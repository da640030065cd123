//! Shared SQL for (user, job) relations with a unique pair constraint
//!
//! Likes and bookmarks differ only in their table name, so the statements are
//! built once per table and reused by both repositories.

use std::collections::HashSet;

use sqlx::PgPool;

use jobs_core::engagement::ToggleOutcome;
use jobs_core::traits::RepoResult;
use jobs_core::value_objects::{JobId, UserId};

use crate::mappers::ids_to_raw;

use super::error::{map_db_error, map_reference_violation};

/// SQL statements for one pair table
#[derive(Debug, Clone)]
pub(crate) struct PairTable {
    insert: String,
    remove: String,
    exists: String,
    marked: String,
    toggle: String,
}

impl PairTable {
    pub(crate) fn new(table: &'static str) -> Self {
        Self {
            insert: format!(
                "INSERT INTO {table} (user_id, job_id) VALUES ($1, $2) \
                 ON CONFLICT (user_id, job_id) DO NOTHING RETURNING id"
            ),
            remove: format!("DELETE FROM {table} WHERE user_id = $1 AND job_id = $2"),
            exists: format!(
                "SELECT EXISTS(SELECT 1 FROM {table} WHERE user_id = $1 AND job_id = $2)"
            ),
            marked: format!(
                "SELECT job_id FROM {table} WHERE user_id = $1 AND job_id = ANY($2)"
            ),
            // One statement: delete the pair if present, otherwise insert it.
            // Both CTEs see the same snapshot, so exactly one branch acts.
            toggle: format!(
                "WITH removed AS ( \
                     DELETE FROM {table} WHERE user_id = $1 AND job_id = $2 RETURNING id \
                 ), inserted AS ( \
                     INSERT INTO {table} (user_id, job_id) \
                     SELECT $1, $2 WHERE NOT EXISTS (SELECT 1 FROM removed) \
                     ON CONFLICT (user_id, job_id) DO NOTHING RETURNING id \
                 ) \
                 SELECT EXISTS (SELECT 1 FROM removed)"
            ),
        }
    }

    pub(crate) async fn insert_if_absent(
        &self,
        pool: &PgPool,
        user_id: UserId,
        job_id: JobId,
    ) -> RepoResult<bool> {
        let inserted = sqlx::query_scalar::<_, i64>(&self.insert)
            .bind(user_id.into_inner())
            .bind(job_id.into_inner())
            .fetch_optional(pool)
            .await
            .map_err(|e| map_reference_violation(e, job_id, Some(user_id)))?;

        Ok(inserted.is_some())
    }

    pub(crate) async fn remove(&self, pool: &PgPool, user_id: UserId, job_id: JobId) -> RepoResult<bool> {
        let result = sqlx::query(&self.remove)
            .bind(user_id.into_inner())
            .bind(job_id.into_inner())
            .execute(pool)
            .await
            .map_err(map_db_error)?;

        Ok(result.rows_affected() > 0)
    }

    pub(crate) async fn exists(&self, pool: &PgPool, user_id: UserId, job_id: JobId) -> RepoResult<bool> {
        sqlx::query_scalar::<_, bool>(&self.exists)
            .bind(user_id.into_inner())
            .bind(job_id.into_inner())
            .fetch_one(pool)
            .await
            .map_err(map_db_error)
    }

    pub(crate) async fn marked_jobs(
        &self,
        pool: &PgPool,
        user_id: UserId,
        job_ids: &[JobId],
    ) -> RepoResult<HashSet<JobId>> {
        if job_ids.is_empty() {
            return Ok(HashSet::new());
        }

        let rows = sqlx::query_scalar::<_, i64>(&self.marked)
            .bind(user_id.into_inner())
            .bind(ids_to_raw(job_ids))
            .fetch_all(pool)
            .await
            .map_err(map_db_error)?;

        Ok(rows.into_iter().map(JobId::new).collect())
    }

    pub(crate) async fn toggle(
        &self,
        pool: &PgPool,
        user_id: UserId,
        job_id: JobId,
    ) -> RepoResult<ToggleOutcome> {
        let removed = sqlx::query_scalar::<_, bool>(&self.toggle)
            .bind(user_id.into_inner())
            .bind(job_id.into_inner())
            .fetch_one(pool)
            .await
            .map_err(|e| map_reference_violation(e, job_id, Some(user_id)))?;

        Ok(if removed {
            ToggleOutcome::Removed
        } else {
            ToggleOutcome::Created
        })
    }
}
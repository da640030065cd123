//! Route handlers, one module per area

pub mod auth;
pub mod engagement;
pub mod health;
pub mod jobs;
pub mod users;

================

Your instructions |
Find how many lines in the entries above use the word "engagement". Write the number alone.

Response |
2